Self-Directed Learning: A mode of learning, instructional process, or learner characteristic marked by increasing responsibility for one’s learning to include selection of topic, resources, mode of study, and assessment.

Lifelong Learning: Continued learning throughout the life cycle in any variety of environments and engaged in formal, non-formal, informal, and incidental means and often accomplished through distance education or e-learning.

Workplace Learning: Any form of learning or education that takes place in one’s work environments.

E-Learning: Electronic learning is any planned learning mediated by some form of information and/or computer technology, often with no face-to-face human interaction, and typically with the learners and instructors or facilitators separated by space and time. E-learning environments are also referred to educational cyberspace.
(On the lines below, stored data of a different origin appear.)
//! Deployment controller
//!
//! Enforces one rendered deployment. The manifest is re-read on every sync, passed
//! through the manifest hooks, decoded and passed through the deployment hooks
//! before it is applied.

use std::path::PathBuf;

use async_trait::async_trait;
use k8s_openapi::api::apps::v1::Deployment;
use kube::{
    api::{Api, DeleteParams, Patch, PatchParams},
    ResourceExt,
};
use sha2::{Digest, Sha256};
use tokio_util::sync::CancellationToken;
use tracing::{debug, info, instrument};

use super::conditions::{
    apply_conditions, find_generation, removed_condition, set_generation,
    CONDITION_STATUS_FALSE, CONDITION_STATUS_TRUE, CONDITION_TYPE_AVAILABLE,
    CONDITION_TYPE_PROGRESSING, CONDITION_TYPE_REMOVED, REASON_AS_EXPECTED,
};
use super::hooks::{
    apply_deployment_hooks, apply_manifest_hooks, deployment_hooks, manifest_hooks,
    DeploymentHook, ManifestHook,
};
use super::informers::InformerKind;
use super::operator_client::FIELD_MANAGER;
use super::{ensure_active, Controller, ControllerContext, ManagementAction};
use crate::crd::{Condition, GenerationStatus, LogLevel, ManagementState};
use crate::error::{Error, Result};
use crate::subcomponent::SubComponent;

/// Annotation carrying the hash of the applied deployment
pub const SPEC_HASH_ANNOTATION: &str = "operator.openshift.io/spec-hash";

const WATCHES: &[InformerKind] = &[
    InformerKind::Olm,
    InformerKind::Deployments,
    InformerKind::Proxy,
    InformerKind::ApiServer,
    InformerKind::FeatureGate,
];

pub struct DeploymentController {
    name: String,
    file: PathBuf,
    namespace: String,
    deployment_name: String,
    manifest_hooks: Vec<ManifestHook>,
    deployment_hooks: Vec<DeploymentHook>,
    ctx: ControllerContext,
}

impl DeploymentController {
    pub fn new(
        name: String,
        subcomponent: SubComponent,
        file: PathBuf,
        namespace: String,
        deployment_name: String,
        ctx: ControllerContext,
    ) -> Self {
        Self {
            name,
            file,
            namespace,
            deployment_name,
            manifest_hooks: manifest_hooks(&ctx.environment),
            deployment_hooks: deployment_hooks(subcomponent),
            ctx,
        }
    }

    fn api(&self) -> Api<Deployment> {
        Api::namespaced(self.ctx.client.clone(), &self.namespace)
    }

    /// Build the desired deployment from the manifest and the current cluster view
    fn desired(&self, log_level: LogLevel) -> Result<Deployment> {
        let raw = std::fs::read_to_string(&self.file).map_err(|e| Error::io(&self.file, e))?;
        let raw = apply_manifest_hooks(&raw, &self.manifest_hooks, log_level);
        let mut deployment: Deployment = serde_yaml::from_str(&raw)
            .map_err(|e| Error::manifest(self.file.display().to_string(), e.to_string()))?;

        let snapshot = self.ctx.observer.snapshot()?;
        apply_deployment_hooks(
            &mut deployment,
            &self.deployment_hooks,
            &snapshot,
            &self.ctx.mapper,
        )?;

        let hash = spec_hash(&deployment)?;
        deployment
            .annotations_mut()
            .insert(SPEC_HASH_ANNOTATION.to_string(), hash);
        Ok(deployment)
    }

    async fn remove(&self, token: &CancellationToken) -> Result<()> {
        ensure_active(token)?;
        match self
            .api()
            .delete(&self.deployment_name, &DeleteParams::default())
            .await
        {
            Ok(_) => info!(
                "Deleted deployment {}/{}",
                self.namespace, self.deployment_name
            ),
            Err(kube::Error::Api(e)) if e.code == 404 => {}
            Err(e) => return Err(e.into()),
        }

        let available = format!("{}{CONDITION_TYPE_AVAILABLE}", self.name);
        let progressing = format!("{}{CONDITION_TYPE_PROGRESSING}", self.name);
        self.ctx
            .operator
            .update_status(|status, clock| {
                status
                    .conditions
                    .retain(|c| c.type_ != available && c.type_ != progressing);
                status.conditions =
                    apply_conditions(&status.conditions, &[removed_condition(&self.name)], clock)?;
                status.generations.retain(|g| {
                    !(g.resource == "deployments"
                        && g.namespace == self.namespace
                        && g.name == self.deployment_name)
                });
                Ok(())
            })
            .await?;
        Ok(())
    }
}

#[async_trait]
impl Controller for DeploymentController {
    fn name(&self) -> &str {
        &self.name
    }

    fn watches(&self) -> &[InformerKind] {
        WATCHES
    }

    fn removable(&self) -> bool {
        true
    }

    #[instrument(skip(self, token), fields(controller = %self.name))]
    async fn sync(&self, token: &CancellationToken) -> Result<()> {
        let spec = self.ctx.operator.spec()?;
        let state = self.ctx.operator.effective_management_state()?;
        match ManagementAction::for_state(state, true) {
            ManagementAction::Skip => return Ok(()),
            ManagementAction::Remove => return self.remove(token).await,
            ManagementAction::Enforce => {}
        }

        let desired = self.desired(spec.effective_log_level())?;
        let hash = desired
            .annotations()
            .get(SPEC_HASH_ANNOTATION)
            .cloned()
            .unwrap_or_default();

        let status = self.ctx.operator.status()?;
        let recorded = find_generation(
            &status.generations,
            "apps",
            "deployments",
            &self.namespace,
            &self.deployment_name,
        );
        let live = self
            .ctx
            .managed
            .deployment(&self.namespace, &self.deployment_name);
        let unchanged = match (&live, recorded) {
            (Some(live), Some(recorded)) => {
                live.annotations().get(SPEC_HASH_ANNOTATION) == Some(&hash)
                    && live.metadata.generation == Some(recorded.last_generation)
            }
            _ => false,
        };

        ensure_active(token)?;
        let applied = match live {
            Some(live) if unchanged && state != ManagementState::Force => {
                debug!("Deployment unchanged, skipping apply");
                (*live).clone()
            }
            _ => {
                let applied = self
                    .api()
                    .patch(
                        &self.deployment_name,
                        &PatchParams::apply(FIELD_MANAGER).force(),
                        &Patch::Apply(&desired),
                    )
                    .await?;
                info!(
                    "Applied deployment {}/{}",
                    self.namespace, self.deployment_name
                );
                applied
            }
        };

        ensure_active(token)?;
        let generation = GenerationStatus {
            group: "apps".to_string(),
            resource: "deployments".to_string(),
            namespace: self.namespace.clone(),
            name: self.deployment_name.clone(),
            last_generation: applied.metadata.generation.unwrap_or_default(),
            hash,
        };
        let conditions = deployment_conditions(&self.name, &applied);
        let removed = format!("{}{CONDITION_TYPE_REMOVED}", self.name);
        self.ctx
            .operator
            .update_status(move |status, clock| {
                set_generation(&mut status.generations, generation);
                status.conditions.retain(|c| c.type_ != removed);
                status.conditions = apply_conditions(&status.conditions, &conditions, clock)?;
                Ok(())
            })
            .await?;
        Ok(())
    }
}

/// Hex sha256 of the deployment as it will be applied, excluding the hash itself
pub fn spec_hash(deployment: &Deployment) -> Result<String> {
    let mut unhashed = deployment.clone();
    if let Some(annotations) = unhashed.metadata.annotations.as_mut() {
        annotations.remove(SPEC_HASH_ANNOTATION);
        if annotations.is_empty() {
            unhashed.metadata.annotations = None;
        }
    }
    let bytes = serde_json::to_vec(&unhashed)?;
    Ok(hex::encode(Sha256::digest(&bytes)))
}

/// `<name>Available` and `<name>Progressing` for a live deployment
pub fn deployment_conditions(name: &str, deployment: &Deployment) -> Vec<Condition> {
    let desired = deployment
        .spec
        .as_ref()
        .and_then(|s| s.replicas)
        .unwrap_or(1);
    let status = deployment.status.clone().unwrap_or_default();
    let available = status.available_replicas.unwrap_or(0);
    let updated = status.updated_replicas.unwrap_or(0);
    let observed = status.observed_generation.unwrap_or(0);
    let generation = deployment.metadata.generation.unwrap_or(0);

    let available_condition = if available > 0 || desired == 0 {
        Condition::new(
            &format!("{name}{CONDITION_TYPE_AVAILABLE}"),
            CONDITION_STATUS_TRUE,
            REASON_AS_EXPECTED,
            &format!("{available} of {desired} replicas available"),
        )
    } else {
        Condition::new(
            &format!("{name}{CONDITION_TYPE_AVAILABLE}"),
            CONDITION_STATUS_FALSE,
            "NoAvailableReplicas",
            &format!(
                "deployment {} has no available replicas",
                deployment.name_any()
            ),
        )
    };

    let progressing_condition = if observed < generation || updated < desired {
        Condition::new(
            &format!("{name}{CONDITION_TYPE_PROGRESSING}"),
            CONDITION_STATUS_TRUE,
            "RollingOut",
            &format!("{updated} of {desired} replicas updated"),
        )
    } else {
        Condition::new(
            &format!("{name}{CONDITION_TYPE_PROGRESSING}"),
            CONDITION_STATUS_FALSE,
            REASON_AS_EXPECTED,
            "",
        )
    };

    vec![available_condition, progressing_condition]
}

#[cfg(test)]
mod tests {
    use super::*;
    use k8s_openapi::api::apps::v1::{DeploymentSpec, DeploymentStatus};

    fn deployment(
        replicas: i32,
        available: i32,
        updated: i32,
        generation: i64,
        observed: i64,
    ) -> Deployment {
        Deployment {
            metadata: kube::api::ObjectMeta {
                name: Some("catalogd-controller-manager".to_string()),
                generation: Some(generation),
                ..Default::default()
            },
            spec: Some(DeploymentSpec {
                replicas: Some(replicas),
                ..Default::default()
            }),
            status: Some(DeploymentStatus {
                available_replicas: Some(available),
                updated_replicas: Some(updated),
                observed_generation: Some(observed),
                ..Default::default()
            }),
        }
    }

    #[test]
    fn test_rolled_out_deployment_is_available() {
        let conditions = deployment_conditions("CatalogdDeployment", &deployment(1, 1, 1, 3, 3));
        assert_eq!(conditions[0].type_, "CatalogdDeploymentAvailable");
        assert_eq!(conditions[0].status, CONDITION_STATUS_TRUE);
        assert_eq!(conditions[1].type_, "CatalogdDeploymentProgressing");
        assert_eq!(conditions[1].status, CONDITION_STATUS_FALSE);
    }

    #[test]
    fn test_new_generation_is_progressing() {
        let conditions = deployment_conditions("X", &deployment(1, 0, 0, 4, 3));
        assert_eq!(conditions[0].status, CONDITION_STATUS_FALSE);
        assert_eq!(conditions[1].status, CONDITION_STATUS_TRUE);
    }

    #[test]
    fn test_spec_hash_ignores_its_own_annotation() {
        let mut d = deployment(1, 1, 1, 1, 1);
        let before = spec_hash(&d).unwrap();
        d.annotations_mut()
            .insert(SPEC_HASH_ANNOTATION.to_string(), before.clone());
        assert_eq!(spec_hash(&d).unwrap(), before);

        d.spec.as_mut().unwrap().replicas = Some(2);
        assert_ne!(spec_hash(&d).unwrap(), before);
    }
}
Career Education: The process or acquisition of knowledge, abilities, and attitudes that enable individuals to both understand and perform effectively in their chosen vocations. Career education may be planned and formal, self-directed, mandated, or voluntary. Also referred to as vocational education.

Knowledge Obsolescence: The condition of knowledge becoming outdated or superseded due to the emergence of newer more relevant knowledge or need for additional currency or relevance.

Technology Diffusion: The process by which an innovation is communicated, selected, and adopted via various means over time by a group or organization.